[Opening Supplied data section]
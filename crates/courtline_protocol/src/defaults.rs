//! Fixed operating defaults for the feature pipeline.

/// Quality weight for a value resolved from its primary source.
pub const WEIGHT_PRIMARY: f64 = 100.0;
/// Quality weight for a value resolved from the coarser secondary source.
pub const WEIGHT_SECONDARY: f64 = 87.0;
/// Quality weight for a value derived on the fly.
pub const WEIGHT_COMPUTED: f64 = 100.0;
/// Quality weight for a defaulted value (either kind of default).
pub const WEIGHT_DEFAULT: f64 = 40.0;

/// Consecutive incompleteness skips before the breaker trips.
pub const BREAKER_TRIP_THRESHOLD: u32 = 3;
/// Lockout applied when the breaker trips.
pub const BREAKER_LOCKOUT_HOURS: i64 = 24;

/// Hard floor: entities with fewer recorded games are never processed,
/// bootstrap overrides included.
pub const MIN_GAMES_ABSOLUTE: u32 = 5;

/// Minimum samples before rate-style computed fields trust the data.
pub const MIN_SAMPLES_FOR_RATES: u32 = 5;
/// League-average free-throw share used under the sample floor.
pub const LEAGUE_AVG_FT_SHARE: f64 = 0.19;

/// Completeness percentage a window must reach to be production-ready.
pub const COMPLETENESS_THRESHOLD_PCT: f64 = 100.0;
/// How far back to look for the last league active day when widening
/// day-based windows across scheduling gaps.
pub const GAP_LOOKBACK_DAYS: i64 = 30;

/// Fewer league active days than this before the analysis date means the
/// run is a bootstrap run.
pub const BOOTSTRAP_ACTIVE_DAY_FLOOR: usize = 10;
/// Days after season start during which the boundary override applies.
pub const SEASON_BOUNDARY_DAYS: i64 = 21;

/// Rows per write batch.
pub const WRITE_BATCH_SIZE: usize = 100;
/// Attempts per batch before recording it as failed.
pub const WRITE_MAX_ATTEMPTS: u32 = 3;
/// Fixed backoff between batch attempts.
pub const WRITE_BACKOFF_MS: u64 = 250;

/// Progress is logged every this many completed entities.
pub const PROGRESS_LOG_INTERVAL: usize = 50;

/// Hex characters kept from the idempotency digest.
pub const CONTENT_HASH_LEN: usize = 16;

/// Ledger processor name under which breaker attempts are recorded.
pub const PROCESSOR_NAME: &str = "player_features";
[Closing Supplied data section]
- **Task item**: All lines above from the one with "pub const BREAKER_LOCKOUT_HOURS: i64 = 24;" to the one with "attempts are recorded.", inclusive, should be copied exactly, and no other lines.

- **Problem solution**:
pub const BREAKER_LOCKOUT_HOURS: i64 = 24;

/// Hard floor: entities with fewer recorded games are never processed,
/// bootstrap overrides included.
pub const MIN_GAMES_ABSOLUTE: u32 = 5;

/// Minimum samples before rate-style computed fields trust the data.
pub const MIN_SAMPLES_FOR_RATES: u32 = 5;
/// League-average free-throw share used under the sample floor.
pub const LEAGUE_AVG_FT_SHARE: f64 = 0.19;

/// Completeness percentage a window must reach to be production-ready.
pub const COMPLETENESS_THRESHOLD_PCT: f64 = 100.0;
/// How far back to look for the last league active day when widening
/// day-based windows across scheduling gaps.
pub const GAP_LOOKBACK_DAYS: i64 = 30;

/// Fewer league active days than this before the analysis date means the
/// run is a bootstrap run.
pub const BOOTSTRAP_ACTIVE_DAY_FLOOR: usize = 10;
/// Days after season start during which the boundary override applies.
pub const SEASON_BOUNDARY_DAYS: i64 = 21;

/// Rows per write batch.
pub const WRITE_BATCH_SIZE: usize = 100;
/// Attempts per batch before recording it as failed.
pub const WRITE_MAX_ATTEMPTS: u32 = 3;
/// Fixed backoff between batch attempts.
pub const WRITE_BACKOFF_MS: u64 = 250;

/// Progress is logged every this many completed entities.
pub const PROGRESS_LOG_INTERVAL: usize = 50;

/// Hex characters kept from the idempotency digest.
pub const CONTENT_HASH_LEN: usize = 16;

/// Ledger processor name under which breaker attempts are recorded.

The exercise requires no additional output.